Weighted On-Base Average was created by statistician and baseball researcher Tom Tango, and is described in his work, *The Book: Playing The Percentages In Baseball. *wOBA was designed to measure offensive performance by combining the ideas behind on-base (OBP) and slugging percentage (SLG) without their limitations. OBP tells you how often a player reaches base, but not how far they reached. SLG does tell you how far they reached, but only considers hits and not other methods of reaching base. OPS (on-base plus slugging) was created to account for these issues by combining the two stats. It is very helpful for player evaluation, but, according to Tango, it is more effective to build a statistic from scratch than use one built from flawed metrics.

The basis of wOBA comes from the run values of offensive events. This is the idea that each offensive event (whether it be a single, home run, hit by pitch etc.) has an expected amount of runs that it produces. Some events are more valuable than others, i.e. a home run usually produces more runs than a walk. These values are taken from run expectancy matrices, which compute the probability of scoring a run given different inning states (i.e. how many runners are on base and how many outs there are). The process of deriving the weights will be discussed in detail in the next section. In a typical Major League run environment, league average wOBA tends to be roughly .320, with the best hitters at .370 and above and the worst at .300 and below, according to Fangraphs.

Given the high-scoring nature of the KCL, I thought it would be interesting to develop wOBA for it, as it will hopefully provide a more insightful look into the run producing value of each player.

**The Process**

In addition to the original formula for wOBA published in his book, Tom Tango published a SQL script that allows you to adjust the weights in the formula based on the run environment of the league you are examining. As there are only 4 teams in the KCL compared to 30 Major League teams, it made more sense to download the files containing player statistics and access them using R, rather than setting up a database and accessing it using SQL. Therefore, the SQL script published by Tango had to be adapted for R. The R script containing the processes described in the rest of this article is attached below.

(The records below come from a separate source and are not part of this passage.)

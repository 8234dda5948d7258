//! # Bastion Errors
//!
//! Structured application errors with a public half and a service half.
//!
//! ## Design Philosophy
//!
//! 1. **Every error carries two truths**: what the client may learn, and what
//!    the service needs to diagnose the failure
//! 2. **Status codes are HTTP-aligned** with a sub-classification digit
//!    (`4041` = not found, resource)
//! 3. **Low-level failures are classified, not forwarded**: database driver
//!    errors and field-validation failures become structured errors
//! 4. **Classification never fails**: unknown shapes land in a generic branch
//! 5. **Redaction is explicit**: `neutralize_public` collapses over-detailed
//!    public codes; nothing is suppressed behind the caller's back
//!
//! ## Trust Boundary
//!
//! - `Display` for [`AppError`] writes the public half only
//! - [`AppError::render`] writes both halves, for trusted diagnostics
//! - [`AppError::public_view`] is the borrowed view response writers serialize
//! - [`AppError::service_log`] is the borrowed view loggers consume
//!
//! Keeping secrets out of the public half is caller discipline. The type does
//! not inspect message contents.
//!
//! ## Quick Start
//!
//! ```rust
//! use bastion_errors::{DbFailure, EngineError, definitions, from_db_error, sql_state};
//!
//! let failure = DbFailure::Engine(
//!     EngineError::new(sql_state::UNIQUE_VIOLATION, "duplicate key value violates unique constraint")
//!         .with_constraint("users_email_key"),
//! );
//!
//! let mut err = from_db_error(Some(&failure), "User").unwrap();
//! assert_eq!(err.public_status_code, definitions::CONFLICT_DUPLICATE_DATA);
//! assert_eq!(err.public_metadata.get("constraint"), None);
//! assert_eq!(err.service_metadata.get("constraint"), Some("users_email_key"));
//!
//! // Before returning to a client:
//! err.neutralize_public();
//! println!("{}", err); // public half only
//! ```
//!
//! ## Validation Failures
//!
//! ```rust
//! use bastion_errors::{FieldFailure, ValidationInput, from_validation_errors};
//!
//! let input = ValidationInput::Fields(vec![
//!     FieldFailure::new("Email", "not-an-email", "email"),
//!     FieldFailure::new("Age", "12", "gte").with_param("18"),
//! ]);
//!
//! let err = from_validation_errors(&input);
//! assert_eq!(err.public_message, "Invalid input in one or more fields");
//! assert_eq!(err.public_metadata.get("fields"), Some("Email, Age"));
//! ```
//!
//! ## Features
//!
//! - `serde`: `Serialize` for [`PublicView`], [`MetaData`] and [`StatusCode`]
//! - `sqlx`: `From<&sqlx::Error>` for [`DbFailure`]
//! - `validator`: `From<&validator::ValidationErrors>` for [`ValidationInput`]
//! - `trusted_debug`: full-text formatting of service logs (debug builds only)

#![warn(missing_docs)]
#![warn(clippy::all)]

use std::fmt;
use std::result;
use zeroize::Zeroize;

pub mod codes;
pub mod context;
pub mod convenience;
pub mod db;
pub mod definitions;
pub mod logging;
pub mod models;
pub mod ring_buffer;
pub mod suppression;
pub mod validation;

pub use codes::*;
pub use context::*;
pub use db::*;
pub use logging::*;
pub use models::*;
pub use ring_buffer::*;
pub use suppression::suppress;
pub use validation::*;

/// Type alias for Results using our error type.
pub type Result<T> = result::Result<T, AppError>;

/// Structured application error.
///
/// # Halves
///
/// - **Public**: `public_status_code`, `public_message`, `public_metadata`.
///   Safe to serialize into API responses.
/// - **Service**: `service_status_code`, `service_message`, `service_metadata`.
///   Internal diagnostics; may contain raw driver text and offending values.
///
/// # Lifecycle
///
/// Built once, by aggregate initialization, [`AppError::builder`], or one of
/// the classifiers. The only sanctioned mutation afterwards is
/// [`AppError::neutralize_public`]. No internal locking: share across threads
/// only behind the caller's own synchronization.
///
/// # Memory
///
/// The service message and all owned metadata are zeroized on drop.
///
/// # Example
///
/// ```rust
/// use bastion_errors::{AppError, MetaData, definitions};
///
/// let err = AppError {
///     public_status_code: definitions::BAD_REQUEST_MISSING_FIELD,
///     service_status_code: definitions::BAD_REQUEST_MISSING_FIELD,
///     public_message: "Missing required field".into(),
///     service_message: "Field 'username' is missing in the payload".into(),
///     public_metadata: MetaData::new().with("field", "username"),
///     service_metadata: MetaData::new().with("requestId", "abc123"),
/// };
///
/// assert_eq!(
///     err.render(),
///     "{publicStatus: BadRequest_MissingField (4001), serviceStatus: BadRequest_MissingField (4001), \
///      publicMessage: 'Missing required field', serviceMessage: 'Field 'username' is missing in the payload', \
///      publicMetaData: {field: 'username'}, serviceMetaData: {requestId: 'abc123'}}"
/// );
/// ```
#[must_use = "errors should be handled or logged"]
pub struct AppError {
    /// Code exposed to clients.
    pub public_status_code: StatusCode,
    /// Code kept for diagnostics.
    pub service_status_code: StatusCode,
    /// Message exposed to clients.
    pub public_message: String,
    /// Message kept for diagnostics.
    pub service_message: String,
    /// Metadata exposed to clients.
    pub public_metadata: MetaData,
    /// Metadata kept for diagnostics.
    pub service_metadata: MetaData,
}

impl AppError {
    /// Same code on both halves, no metadata.
    pub fn new(code: StatusCode, public_message: impl Into<String>, service_message: impl Into<String>) -> Self {
        Self {
            public_status_code: code,
            service_status_code: code,
            public_message: public_message.into(),
            service_message: service_message.into(),
            public_metadata: MetaData::new(),
            service_metadata: MetaData::new(),
        }
    }

    /// Start a fluent builder.
    #[inline]
    pub fn builder() -> AppErrorBuilder {
        AppErrorBuilder::new()
    }

    /// Render both halves as one deterministic line.
    ///
    /// Format:
    /// `{publicStatus: <name> (<n>), serviceStatus: <name> (<n>), publicMessage: '<m>', serviceMessage: '<m>', publicMetaData: {..}, serviceMetaData: {..}}`
    ///
    /// Messages and metadata are written verbatim, without escaping. Metadata
    /// follows insertion order.
    ///
    /// This includes the service half: use it for trusted diagnostics only.
    pub fn render(&self) -> String {
        let mut out = String::new();
        // Writing into a String cannot fail.
        let _ = self.write_render(&mut out);
        out
    }

    /// Write the [`render`](AppError::render) line into any formatter.
    pub fn write_render(&self, f: &mut impl fmt::Write) -> fmt::Result {
        write!(
            f,
            "{{publicStatus: {}, serviceStatus: {}, publicMessage: '{}', serviceMessage: '{}', publicMetaData: {}, serviceMetaData: {}}}",
            self.public_status_code,
            self.service_status_code,
            self.public_message,
            self.service_message,
            self.public_metadata,
            self.service_metadata,
        )
    }

    /// Replace the public code with its suppressed form.
    ///
    /// Leaves the service code, both messages and both metadata maps untouched.
    /// No-op when the public code is not over-detailed. Idempotent.
    #[inline]
    pub fn neutralize_public(&mut self) {
        self.public_status_code = suppression::suppress(self.public_status_code);
    }

    /// Builder form of [`neutralize_public`](AppError::neutralize_public).
    #[inline]
    pub fn neutralized(mut self) -> Self {
        self.neutralize_public();
        self
    }

    /// Borrow the public half for a response writer.
    #[inline]
    pub fn public_view(&self) -> PublicView<'_> {
        PublicView::new(self.public_status_code, &self.public_message, &self.public_metadata)
    }

    /// Create a structured service log entry with explicit lifetime.
    ///
    /// The returned `ServiceLog` borrows from `self` and cannot outlive it,
    /// so service data is consumed by the logger and not retained.
    ///
    /// ```rust
    /// # use bastion_errors::{AppError, definitions};
    /// let err = AppError::builder()
    ///     .status(definitions::SERVER_ERROR)
    ///     .service(definitions::SERVER_ERROR_DATABASE, "connection reset")
    ///     .build();
    /// let log = err.service_log();
    /// assert_eq!(log.message(), "connection reset");
    /// ```
    #[inline]
    pub fn service_log(&self) -> ServiceLog<'_> {
        ServiceLog {
            public_code: self.public_status_code,
            service_code: self.service_status_code,
            message: &self.service_message,
            metadata: &self.service_metadata,
        }
    }

    /// Callback form of [`service_log`](AppError::service_log).
    #[inline]
    pub fn with_service_log<F, R>(&self, f: F) -> R
    where
        F: FnOnce(&ServiceLog<'_>) -> R,
    {
        let log = self.service_log();
        f(&log)
    }
}

impl Drop for AppError {
    fn drop(&mut self) {
        // Metadata zeroizes itself entry by entry.
        self.service_message.zeroize();
    }
}

impl fmt::Debug for AppError {
    fn fmt(&self, f: &mut fmt::Formatter<'_>) -> fmt::Result {
        let service_keys: Vec<&str> = self.service_metadata.keys().collect();
        f.debug_struct("AppError")
            .field("public_status_code", &self.public_status_code)
            .field("service_status_code", &self.service_status_code)
            .field("public_message", &self.public_message)
            .field("public_metadata", &self.public_metadata)
            .field("service_message", &"<REDACTED>")
            .field("service_metadata_keys", &service_keys)
            .finish()
    }
}

impl fmt::Display for AppError {
    /// External display - public half only.
    ///
    /// Format: `"<public name> (<n>): <public message>"`
    fn fmt(&self, f: &mut fmt::Formatter<'_>) -> fmt::Result {
        fmt::Display::fmt(&self.public_view(), f)
    }
}

impl std::error::Error for AppError {}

After loading in and formatting the data, the first step was creating the run values of each event. The base number used in creating run values is runs per out, which determines the run environments of various leagues and seasons. For example, a league with more runs per out would have a richer run environment than a league with less. This was calculated by adapting innings pitched to outs and using that to divide the total runs scored. At the time of this writing, the R/Outs in the KCL is 0.286, telling us that an average of 0.286 runs is scored for every out made.

Now using the R/Outs, we can build the run values. Using the formula provided by Tango, the values build on each other, starting with walks being worth 0.14 runs greater than R/Outs. The formulation for the rest of this step can be seen in the table below.

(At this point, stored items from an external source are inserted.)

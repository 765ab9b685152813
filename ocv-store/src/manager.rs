use std::sync::Arc;

use futures::StreamExt;
use ocv_core::errors::*;
use ocv_core::prelude::*;
use tokio::sync::{
    Mutex,
    mpsc,
    watch,
};
use tokio::task::JoinSet;
use tracing::*;

use crate::collection::CollectionStore;
use crate::config::ViewConfig;
use crate::console::ConsoleView;
use crate::event::WatchEvent;
use crate::watchers::{
    self,
    WatchStream,
    api_for,
};

err_impl! {WatchError,
    #[error("event channel closed while forwarding {0} events")]
    ChannelClosed(ResourceKind),

    #[error("no console view with id {0}")]
    UnknownView(usize),
}

#[derive(Debug)]
pub struct Message {
    pub(crate) kind: ResourceKind,
    pub(crate) event: WatchEvent,
}

impl Message {
    pub fn new(kind: ResourceKind, event: WatchEvent) -> Message {
        Message { kind, event }
    }
}

pub type Sender = mpsc::UnboundedSender<Message>;
pub type Receiver = mpsc::UnboundedReceiver<Message>;

pub type ViewId = usize;

// The Console is the shared CollectionStore plus every consumer view that it feeds.  Only the
// dispatcher task mutates it; everything else gets at it through the manager's mutex.
#[derive(Debug, Default)]
pub struct Console {
    store: CollectionStore,
    views: Vec<ConsoleView>,
}

impl Console {
    pub fn new() -> Console {
        Console::default()
    }

    pub fn add_view(&mut self, mut view: ConsoleView) -> ViewId {
        view.sync(&self.store);
        self.views.push(view);
        self.views.len() - 1
    }

    // Apply the event to the store and then let every view recompute what it needs to; returns
    // true if any view changed.
    pub fn dispatch(&mut self, msg: Message) -> bool {
        let Some(change) = self.store.apply(msg.kind, msg.event) else {
            return false;
        };

        let mut changed = false;
        for view in self.views.iter_mut() {
            changed |= view.handle(&self.store, msg.kind, &change);
        }
        changed
    }

    pub fn set_selector(&mut self, id: ViewId, selector: LabelSelector) -> anyhow::Result<bool> {
        let view = self.views.get_mut(id).ok_or_else(|| WatchError::unknown_view(&id))?;
        Ok(view.set_selector(&self.store, selector))
    }

    pub fn store(&self) -> &CollectionStore {
        &self.store
    }

    pub fn view(&self, id: ViewId) -> Option<&ConsoleView> {
        self.views.get(id)
    }

    pub fn view_mut(&mut self, id: ViewId) -> Option<&mut ConsoleView> {
        self.views.get_mut(id)
    }
}

pub struct ViewManager {
    console: Arc<Mutex<Console>>,
    view_id: ViewId,
    changes: watch::Receiver<u64>,
    js: JoinSet<()>,
}

impl ViewManager {
    pub async fn start(client: kube::Client, config: ViewConfig) -> anyhow::Result<ViewManager> {
        ensure!(!config.namespace.is_empty(), "cannot start a console view without a namespace");

        let (tx, rx): (Sender, Receiver) = mpsc::unbounded_channel();
        let (changed_tx, changes) = watch::channel(0);

        let mut view = ConsoleView::new(&config);
        let mut js = JoinSet::new();
        for (kind, opts) in &config.watches {
            let api = api_for(client.clone(), *kind, &config.namespace);
            let handle = js.spawn(forward_events(*kind, watchers::watch(api, opts), tx.clone()));
            view.add_subscription(Box::new(handle));
        }
        info!("watching {} collection(s) in {}", config.watches.len(), config.namespace);

        let mut console = Console::new();
        let view_id = console.add_view(view);
        let console = Arc::new(Mutex::new(console));
        js.spawn(handle_messages(rx, console.clone(), changed_tx));

        Ok(ViewManager { console, view_id, changes, js })
    }

    pub fn console(&self) -> Arc<Mutex<Console>> {
        self.console.clone()
    }

    pub fn view_id(&self) -> ViewId {
        self.view_id
    }

    // The value is a generation counter that's bumped every time the view changes
    pub fn subscribe_changes(&self) -> watch::Receiver<u64> {
        self.changes.clone()
    }

    pub async fn set_selector(&self, selector: LabelSelector) -> anyhow::Result<bool> {
        self.console.lock().await.set_selector(self.view_id, selector)
    }

    pub async fn summary(&self) -> Option<String> {
        Some(self.console.lock().await.view(self.view_id)?.summary())
    }

    pub async fn teardown(&mut self) {
        if let Some(view) = self.console.lock().await.view_mut(self.view_id) {
            view.teardown();
        }
        self.js.shutdown().await;
    }
}

// Errors from the watch stream are logged and dropped here, so the dispatcher only ever sees
// well-formed events.
pub(crate) async fn forward_events(kind: ResourceKind, mut stream: WatchStream, tx: Sender) {
    debug!("forwarding {kind} events");
    while let Some(res) = stream.next().await {
        let event = match res {
            Ok(event) => event,
            Err(err) => {
                ocverr!(err, "{} watch stream error", kind);
                continue;
            },
        };

        if tx.send(Message { kind, event }).is_err() {
            ocverr!(WatchError::channel_closed(&kind), "stopping watch");
            break;
        }
    }
}

pub(crate) async fn handle_messages(mut rx: Receiver, console: Arc<Mutex<Console>>, changed_tx: watch::Sender<u64>) {
    while let Some(msg) = rx.recv().await {
        debug!("dispatching {} event", msg.kind);
        let changed = console.lock().await.dispatch(msg);
        if changed {
            changed_tx.send_modify(|generation| *generation += 1);
        }
    }
    info!("all watches have stopped, dispatcher exiting");
}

Offensive Event | Formula |

Walks | R/Outs + 0.14 |

Hit by Pitches | BB RV* + 0.025 |

Singles | BB RV + 0.155 |

Doubles | 1B RV + 0.3 |

Triples | 2B RV + 0.27 |

Home Runs | 1.4 |

Stolen Bases | 0.2 |

Caught Stealing | R/Outs * 2 + 0.075 |

*BB RV = Run Value for Walks

Now that we have our run values, we can scale them to create our wOBA formulation. It would be possible to create a version of wOBA with the unmodified run values, but by scaling them we put wOBA on a similar scale as OBP, aiding in our understanding of it. To scale the run values, we need to create two more building blocks, Run Plus and Run Minus. According to Tango, Run Plus gives us the “average run value of safe batting events” (meaning walks, hit by pitches, and hits). Run Minus gives us the value of events not included in the weights, such as sacrifice flies and errors. Both metrics are ratios with the same numerator, denoted as pRunMult (Player Run Multiple) in the accompanying R script. This number was calculated for each player by multiplying their stats by the league run values and summing them. After calculating the Run Plus and Minus denominators for each player, the league Run Plus and Minus was calculated by summing the league pRunMult and dividing it by the sums of the accompanying denominators.

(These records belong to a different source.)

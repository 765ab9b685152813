use assertables::*;
use ocv_testutils::*;

use super::*;

#[rstest]
fn test_snapshot_then_incremental() {
    let mut store = CollectionStore::new();
    let change = store.apply(ResourceKind::Pods, WatchEvent::Snapshot(vec![test_pod("a", &[]), test_pod("b", &[])]));
    assert_eq!(change, Some(StoreChange::Snapshot));
    assert_eq!(names(store.get(ResourceKind::Pods)), vec!["a", "b"]);

    let change = store.apply(ResourceKind::Pods, WatchEvent::Upsert(test_pod("c", &[])));
    assert_eq!(change, Some(StoreChange::Upsert { name: "c".into(), action: WatchAction::Added }));
    assert_eq!(names(store.get(ResourceKind::Pods)), vec!["a", "b", "c"]);

    let change = store.apply(ResourceKind::Pods, WatchEvent::Delete("a".into()));
    assert_eq!(change.as_ref().and_then(|c| c.action()), Some(WatchAction::Deleted));
    assert_eq!(names(store.get(ResourceKind::Pods)), vec!["b", "c"]);

    let change = store.apply(ResourceKind::Pods, WatchEvent::Upsert(test_pod("b", &[("app", "a")])));
    assert_eq!(change, Some(StoreChange::Upsert { name: "b".into(), action: WatchAction::Modified }));
    assert_eq!(names(store.get(ResourceKind::Pods)), vec!["b", "c"]);
}

#[rstest]
fn test_snapshot_replaces_everything() {
    let mut store = store_with([(ResourceKind::Services, vec![test_service("a", &[]), test_service("b", &[])])]);
    store.apply(ResourceKind::Services, WatchEvent::Snapshot(vec![test_service("c", &[])]));
    assert_eq!(names(store.get(ResourceKind::Services)), vec!["c"]);
}

#[rstest]
fn test_kinds_are_independent() {
    let mut store = CollectionStore::new();
    store.upsert(ResourceKind::Pods, test_pod("foo", &[]));
    store.upsert(ResourceKind::Services, test_service("foo", &[]));
    store.remove(ResourceKind::Pods, "foo");

    assert_is_empty!(store.get(ResourceKind::Pods));
    assert_some!(store.get_obj(ResourceKind::Services, "foo"));
}

#[rstest]
fn test_versions_and_sync() {
    let mut store = CollectionStore::new();
    assert_eq!(store.version(ResourceKind::Builds), 0);
    assert!(!store.has_synced(ResourceKind::Builds));
    assert_is_empty!(store.get(ResourceKind::Builds));

    store.upsert(ResourceKind::Builds, test_build(TEST_BUILD, TEST_OUTPUT_IMAGE));
    assert_eq!(store.version(ResourceKind::Builds), 1);
    assert!(!store.has_synced(ResourceKind::Builds));

    store.replace_all(ResourceKind::Builds, vec![]);
    assert_eq!(store.version(ResourceKind::Builds), 2);
    assert!(store.has_synced(ResourceKind::Builds));
    assert_eq!(store.version(ResourceKind::Pods), 0);
}

#[rstest]
fn test_delete_missing_object() {
    let mut store = store_with([(ResourceKind::Pods, vec![test_pod("a", &[])])]);
    let version = store.version(ResourceKind::Pods);

    let change = store.apply(ResourceKind::Pods, WatchEvent::Delete("nope".into()));
    assert_eq!(change, Some(StoreChange::Delete { name: "nope".into() }));
    assert_eq!(store.version(ResourceKind::Pods), version);
    assert_eq!(names(store.get(ResourceKind::Pods)), vec!["a"]);
}

#[rstest]
fn test_nameless_objects_are_skipped() {
    let mut nameless = test_pod("a", &[]);
    nameless.metadata.name = None;

    let mut store = CollectionStore::new();
    assert_none!(store.apply(ResourceKind::Pods, WatchEvent::Upsert(nameless.clone())));

    store.apply(ResourceKind::Pods, WatchEvent::Snapshot(vec![nameless, test_pod("b", &[])]));
    assert_eq!(names(store.get(ResourceKind::Pods)), vec!["b"]);
}

#[rstest]
fn test_replacement_does_not_mutate_old_object() {
    let mut store = store_with([(ResourceKind::Pods, vec![test_pod("a", &[("app", "old")])])]);
    let old = store.get_obj(ResourceKind::Pods, "a").cloned().unwrap();

    store.upsert(ResourceKind::Pods, test_pod("a", &[("app", "new")]));
    assert_eq!(old.labels()["app"], "old");
    assert_eq!(store.get_obj(ResourceKind::Pods, "a").unwrap().labels()["app"], "new");
}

We now need one final piece to create the wOBA weights, the wOBA scale. This combines the pieces discussed above and gives us a multiplier to scale each run value by. Its formula is 1/(Run Plus + Run Minus). Now we can calculate the wOBA weights. For each event except for stolen bases and caught stealing (which are not included in the wOBA calculation but still have their weights computed), the run value is added to the Run Minus value and multiplied by the wOBA scale. We now have our final weights and can compute weighted on-base average.

**The Results**

The wOBA weights for the KCL can be viewed in the table below. Note that these weights are dependent on the current league numbers, so they will change as the season goes along.

BB | HBP | 1B | 2B | 3B | HR | SB | CS |

0.89 | 0.92 | 1.07 | 1.43 | 1.75 | 2.05 | 0.24 | 0.77 |

Using the weights, we can finally compute wOBA for the league, multiplying each weight by each hitter’s stats, summing those values, and dividing by plate appearances. Before we can calculate the league average wOBA that will allow us to make observations about the individual players, we must establish a qualification. In general, baseball players are “qualified”, meaning they have enough plate appearances to represent a suitable sample size, if they have at least 3.1 plate appearances per team game. KCL teams only play 7-inning games, so this number is reduced to 2.4. However, given the developmentary nature of the KCL, very few players play enough to give them a qualifying number of at bats. Therefore, I believe it is fair to reduce this number by 10 plate appearances. At this current point in time, all four teams have played at least 16 games, giving us a plate appearance qualification of 28. With this number in hand, we can calculate league average wOBA and display the qualified hitters.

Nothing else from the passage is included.